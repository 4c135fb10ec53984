//! JSON frame protocol spoken by the WebSocket transport and server.
//!
//! ```text
//! client                          server
//!   │ ── connect {auth} ─────────▶ │   middleware chain runs
//!   │ ◀──────── connected {id} ─── │   (or connect_error {message})
//!   │ ── event {event,args,ack} ─▶ │   handler runs
//!   │ ◀────────── ack {id,data} ── │
//!   │ ◀──── event {event,args} ─── │   server push, no ack
//! ```

use serde::{Deserialize, Serialize};
use serde_json::Value;

use super::Credentials;
use crate::error::TransportError;

/// One protocol frame.
#[derive(Debug, Clone, PartialEq, Serialize, Deserialize)]
#[serde(tag = "type", rename_all = "snake_case")]
pub enum Frame {
    /// Client handshake carrying credentials.
    Connect {
        /// Credentials from the auth callback (`{token}` or `{}`).
        #[serde(default)]
        auth: Credentials,
    },
    /// Handshake accepted.
    Connected {
        /// Server-assigned connection id.
        id: String,
    },
    /// Handshake rejected.
    ConnectError {
        /// Rejection reason.
        message: String,
    },
    /// A named event, optionally expecting an acknowledgment.
    Event {
        /// Event name.
        event: String,
        /// Event arguments.
        #[serde(default)]
        args: Vec<Value>,
        /// Acknowledgment id; absent for fire-and-forget pushes.
        #[serde(default, skip_serializing_if = "Option::is_none")]
        ack: Option<u64>,
    },
    /// Acknowledgment of an earlier event.
    Ack {
        /// Id from the acknowledged event.
        id: u64,
        /// Handler result.
        #[serde(default)]
        data: Value,
    },
}

impl Frame {
    /// Serialize to a text frame.
    pub fn encode(&self) -> Result<String, TransportError> {
        serde_json::to_string(self).map_err(|e| TransportError::Codec(e.to_string()))
    }

    /// Parse a text frame.
    pub fn decode(text: &str) -> Result<Self, TransportError> {
        serde_json::from_str(text).map_err(|e| TransportError::Codec(e.to_string()))
    }
}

• • • •

## How to complete this task:
In the lines above, find the word "Codec" and copy every line it occurs in.

## Reply to the exercise:
        serde_json::to_string(self).map_err(|e| TransportError::Codec(e.to_string()))
        serde_json::from_str(text).map_err(|e| TransportError::Codec(e.to_string()))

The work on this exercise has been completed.